Re: [Intel-gfx] [REGRESSION] Black screen after switching desktop session (was: Re: Linux 4.10-rc5)

2017-02-11 Thread Martin Steigerwald
Am Mittwoch, 1. Februar 2017, 14:11:22 CET schrieb David Weinehall:
> On Wed, Jan 25, 2017 at 01:10:26PM +0100, Martin Steigerwald wrote:
> > Am Sonntag, 22. Januar 2017, 13:32:08 CET schrieb Linus Torvalds:
> > > Things seem to be calming down a bit, and everything looks nominal.
> > > 
> > > There's only been about 250 changes (not counting merges) in the last
> > > week, and the diffstat touches less than 300 files (with drivers and
> > > architecture updates being the bulk, but there's tooling, networking
> > > and filesystems in there too).
> > > 
> > > So keep testing, and I think we'll have a regular release schedule.
> > 
> > Testing this is no fun:
> > 
> > Bug 99533 - black screen after switching session
> > https://bugs.freedesktop.org/99533
> > 
> > 
> > This after GPU hang/lockups with Kernel 4.9 reported as for example:
> > 
> > Bug 98922 - [snb] GPU hang on PlaneShift
> > https://bugs.freedesktop.org/98922
> > 
> > Which may be a duplicate of #98747, #98794, #98860, #98891, #98288.
> > 
> > 
> > I am back at kernel 4.8.15 as I need this machine for production work.
> > 
> > Sometimes I wish for a microkernel that might be able to reincarnate
> > drivers that hang or do wierd things like that. That may at least give a
> > way to actually do some debugging or even get the desktop session back
> > without loosing its state. Especially for graphics drivers and
> > hibernating/resuming from hibernations which also occasionally fails –
> > again without leaving a way to interact with the machine to do further
> > debugging. Linux kernel usually just crashes completely, not even a ping
> > or ssh possible, or it at least stuck with a black display without any
> > way to restart the graphics driver cause it seems to be in some undefined
> > state. Combined with occasionally happening bugs this makes triaging bugs
> > time consuming and risky. I do like to help testing, but maybe its time
> > to just switch to distro kernels and be done about it, as I regularily
> > come across bugs that are too expensive for me to triage.
> > 
> > Please understand that I am not willing to bisect these occasionally
> > happening bugs with have the potential to cause data loss due to having
> > to switch off the machine forcefully. Fortunately at least KMail saves a
> > mail I write from time to time and also Kate does swap files.
> > 
> > I am also a bit unwilling to do further debugging of this one as I usually
> > use two sessions when I am at work and I risk loosing data I work on.

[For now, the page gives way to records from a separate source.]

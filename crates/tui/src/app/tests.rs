use std::time::Duration;

use serde_json::{Value, json};
use wiremock::{
    Mock, MockServer, ResponseTemplate,
    matchers::{body_json, header, method, path},
};

use super::*;
use crate::app::{forms::SalaryField, gate::AuthState};

async fn app_for(server: &MockServer, session: &SessionStore) -> App {
    let config = AppConfig {
        base_url: format!("{}/api", server.uri()),
        refresh_on_unauthorized: false,
        ..AppConfig::default()
    };
    App::new(&config, session.clone()).unwrap()
}

async fn signed_in(server: &MockServer) -> (App, SessionStore) {
    let session = SessionStore::in_memory();
    session.set("acc", Some("ref")).await.unwrap();
    let mut app = app_for(server, &session).await;
    app.state.gate.resolve(true);
    (app, session)
}

fn member(household: Value) -> Value {
    json!({ "id": 1, "name": "ana", "household": household, "balance": "12.50" })
}

async fn mount_get(server: &MockServer, route: &str, body: Value) {
    Mock::given(method("GET"))
        .and(path(route))
        .respond_with(ResponseTemplate::new(200).set_body_json(body))
        .mount(server)
        .await;
}

async fn mount_household(server: &MockServer) {
    mount_get(server, "/api/members/me/", member(json!({ "id": 7, "name": "Smiths" }))).await;
}

fn movement(id: i64, date: &str) -> Value {
    json!({
        "id": id,
        "amount": "10.00",
        "member": { "id": 1, "name": "ana" },
        "category": { "id": 3, "name": "Groceries" },
        "date": date,
        "description": null
    })
}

> > But… at least with this issue it seems I would have a way to SSH into the
> > machine before kicking it.
> > 
> > 
> > I am dissatisfied with the state of the Intel graphics driver on this
> > ThinkPad T520 with Sandybridge since kernel 4.9 and wonder whether you
> > guys at Intel really test things with older hardware versions.
> 
> Yes, we do. But for practical reasons we can only do testing for things
> that we actually have testcases for, and obviously we don't have the
> manpower to actually do *manual* testing on every platform, so issues
> for older platforms that are only triggered by manual interaction tend
> to slip under the radar.
> 
> We have a testfarm that tests every nightly build on all platforms we
> have test machines for. The testcases are publicly available here:
> 
> https://cgit.freedesktop.org/xorg/app/intel-gpu-tools/
> 
> Obviously most of our manpower is spent on development and testing for
> current and future platforms, so for issues that involve older platforms,
> especially something as old as Sandybridge (which is, by now, 6 years old)

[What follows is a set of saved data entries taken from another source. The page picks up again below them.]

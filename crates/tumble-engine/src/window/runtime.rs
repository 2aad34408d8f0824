use anyhow::{Context, Result};
use ouroboros::self_referencing;

use winit::application::ApplicationHandler;
use winit::dpi::LogicalSize;
use winit::event::WindowEvent;
use winit::event_loop::{ActiveEventLoop, ControlFlow, EventLoop};
use winit::window::{Window, WindowId};

use crate::core::{App as CoreApp, AppControl};
use crate::device::{Gpu, GpuInit, SceneAssets};
use crate::frame::SceneConfig;
use crate::mode::ModeController;
use crate::render::{RenderOrchestrator, SurfaceSize, TickOutcome};
use crate::time::{FrameClock, FramePacer};

/// Window/runtime configuration.
#[derive(Debug, Clone)]
pub struct RuntimeConfig {
    pub title: String,
    pub initial_size: LogicalSize<f64>,
    /// Tick rate. Presentation is additionally paced by the surface's present mode.
    pub target_hz: u32,
}

impl Default for RuntimeConfig {
    fn default() -> Self {
        Self {
            title: "tumble".to_string(),
            initial_size: LogicalSize::new(1024.0, 768.0),
            target_hz: 60,
        }
    }
}

/// Entry point for the runtime.
pub struct Runtime;

impl Runtime {
    /// Opens the window, brings up the renderer and ticks it until the window
    /// closes, the app asks to exit, or the surface is lost.
    ///
    /// `modes` is shared with the renderer; clones may be handed to other
    /// threads before calling this.
    pub fn run<A>(
        config: RuntimeConfig,
        gpu_init: GpuInit,
        scene: SceneConfig,
        assets: SceneAssets,
        modes: ModeController,
        app: A,
    ) -> Result<()>
    where
        A: 'static + CoreApp,
    {
        let event_loop = EventLoop::new().context("failed to create winit EventLoop")?;
        let mut state = AppState::new(config, Startup { gpu_init, scene, assets }, modes, app);

        event_loop
            .run_app(&mut state)
            .context("winit event loop terminated with error")?;

        match state.failure.take() {
            Some(err) => Err(err),
            None => Ok(()),
        }
    }
}

/// Inputs consumed when the window is created.
struct Startup {
    gpu_init: GpuInit,
    scene: SceneConfig,
    assets: SceneAssets,
}

#[self_referencing]
struct WindowEntry {
    clock: FrameClock,

    window: Window,

    // Not covariant: the pipeline handles are reached through `Gpu`'s
    // associated type.
    #[borrows(window)]
    #[not_covariant]
    orchestrator: RenderOrchestrator<Gpu<'this>>,
}

struct AppState<A>
where
    A: CoreApp + 'static,
{
    config: RuntimeConfig,
    startup: Option<Startup>,
    modes: ModeController,
    app: A,

    pacer: FramePacer,
    window: Option<WindowEntry>,

    exit_requested: bool,
    failure: Option<anyhow::Error>,
}

impl<A> AppState<A>
where
    A: CoreApp + 'static,
{
    fn new(config: RuntimeConfig, startup: Startup, modes: ModeController, app: A) -> Self {
        let pacer = FramePacer::from_hz(config.target_hz);
        Self {
            config,
            startup: Some(startup),
            modes,
            app,
            pacer,
            window: None,
            exit_requested: false,
            failure: None,
        }
    }

    fn request_exit(&mut self, event_loop: &ActiveEventLoop) {
        self.exit_requested = true;
        event_loop.exit();
    }

    fn fail(&mut self, event_loop: &ActiveEventLoop, err: anyhow::Error) {
        log::error!("{err:#}");
        self.failure.get_or_insert(err);
        self.request_exit(event_loop);
    }

    fn create_window_entry(&mut self, event_loop: &ActiveEventLoop) -> Result<()> {
        let Some(Startup { gpu_init, scene, assets }) = self.startup.take() else {
            return Ok(());
        };

        let attrs = Window::default_attributes()
            .with_title(self.config.title.clone())
            .with_inner_size(self.config.initial_size);

        let window = event_loop
            .create_window(attrs)
            .context("failed to create window")?;

        let modes = self.modes.clone();

        let entry = WindowEntryTryBuilder {
            clock: FrameClock::default(),
            window,
            orchestrator_builder: |w| {
                let gpu = pollster::block_on(Gpu::new(w, gpu_init))?;
                let bindings = gpu.build_pipelines(&assets)?;
                RenderOrchestrator::initialize(gpu, bindings, scene, modes)
            },
        }
        .try_build()
        .context("renderer initialization failed")?;

        entry.with_window(|w| w.request_redraw());
        self.window = Some(entry);
        Ok(())
    }

    /// Stops the renderer and drops the window. Safe to call more than once.
    fn shutdown(&mut self) {
        if let Some(mut entry) = self.window.take() {
            entry.with_orchestrator_mut(|o| o.terminate());
        }
    }

    fn tick(&mut self, event_loop: &ActiveEventLoop) {
        let Some(entry) = self.window.as_mut() else {
            return;
        };

        let result = entry.with_mut(|fields| {
            let ft = fields.clock.tick();
            fields.orchestrator.on_tick(ft.dt)
        });

        match result {
            Ok(outcome) => {
                if self.app.on_frame(&outcome) == AppControl::Exit
                    || outcome == TickOutcome::Terminated
                {
                    self.request_exit(event_loop);
                }
            }
            Err(err) => self.fail(event_loop, anyhow::Error::new(err).context("render loop stopped")),
        }
    }
}

impl<A> ApplicationHandler for AppState<A>
where
    A: CoreApp + 'static,
{
    fn resumed(&mut self, event_loop: &ActiveEventLoop) {
        if self.window.is_some() || self.exit_requested {
            return;
        }

        if let Err(e) = self.create_window_entry(event_loop) {
            self.fail(event_loop, e);
        }
    }

    fn about_to_wait(&mut self, event_loop: &ActiveEventLoop) {
        if self.exit_requested {
            event_loop.exit();
            return;
        }

        let Some(entry) = &self.window else {
            event_loop.set_control_flow(ControlFlow::Wait);
            return;
        };

        let poll = self.pacer.poll(std::time::Instant::now());
        if poll.due {
            entry.with_window(|w| w.request_redraw());
        }
        event_loop.set_control_flow(ControlFlow::WaitUntil(poll.next_deadline));
    }

    fn window_event(
        &mut self,
        event_loop: &ActiveEventLoop,
        window_id: WindowId,
        event: WindowEvent,
    ) {
        if self.exit_requested {
            event_loop.exit();
            return;
        }

        let Some(entry) = &self.window else {
            return;
        };
        if entry.with_window(|w| w.id()) != window_id {
            return;
        }

        if self.app.on_window_event(&event, &self.modes) == AppControl::Exit {
            self.request_exit(event_loop);
            return;
        }

        // Runtime-managed lifecycle / resize / redraw handling.
        match &event {
            WindowEvent::CloseRequested => self.request_exit(event_loop),

            WindowEvent::Resized(new_size) => {
                let size = SurfaceSize::from(*new_size);
                entry.with_orchestrator(|o| o.on_resize(size));
                entry.with_window(|w| w.request_redraw());
            }

            WindowEvent::ScaleFactorChanged { .. } => {
                let size = entry.with_window(|w| SurfaceSize::from(w.inner_size()));
                entry.with_orchestrator(|o| o.on_resize(size));
                entry.with_window(|w| w.request_redraw());
            }

            WindowEvent::RedrawRequested => self.tick(event_loop),

            _ => {}
        }
    }

    fn exiting(&mut self, _event_loop: &ActiveEventLoop) {
        self.shutdown();
    }
}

> we are happy for help with testing and bisection.
> 
> If the issues are specific to certain subsets of a platform it obviously
> gets even more complex; it'd be a combinatorial nightmare to build a
> testfarm that could test every variation of every platform.
> 
> If I got the count right the i915 driver supports around a hundred
> different varieties of Intel graphics; combine that with the number of
> different displays people connect, the number of eDP display that the
> vendors connect, the different BIOSes that vendors use, etc., and I
> think you'll begin to see what we're combating) -- to make things even
> more complex you can connect several displays to each graphics card
> (possibly via adapters), displays that don't always meet the standards
> that they claim to meet.  Due to limited room we are also a bit limited
> when it comes to testing with multi-monitor setups.
> 
> This is why any help is welcome and sometimes even necessary. If you're
> afraid of dataloss, be aware that it's possible to boot your system with
> file systems mounted read-only; you could also boot from a USB-stick or
> similar.
> 
> If you can find a testcase in i-g-t that easily reproduces the issue
> that'd also be very helpful. Do note that not all testcases in i-g-t
> are run as part of our nightly tests, since some of them are *extremely*
> time consuming; the full combinatorial

Re: [Intel-gfx] [REGRESSION] Black screen after switching desktop session (was: Re: Linux 4.10-rc5)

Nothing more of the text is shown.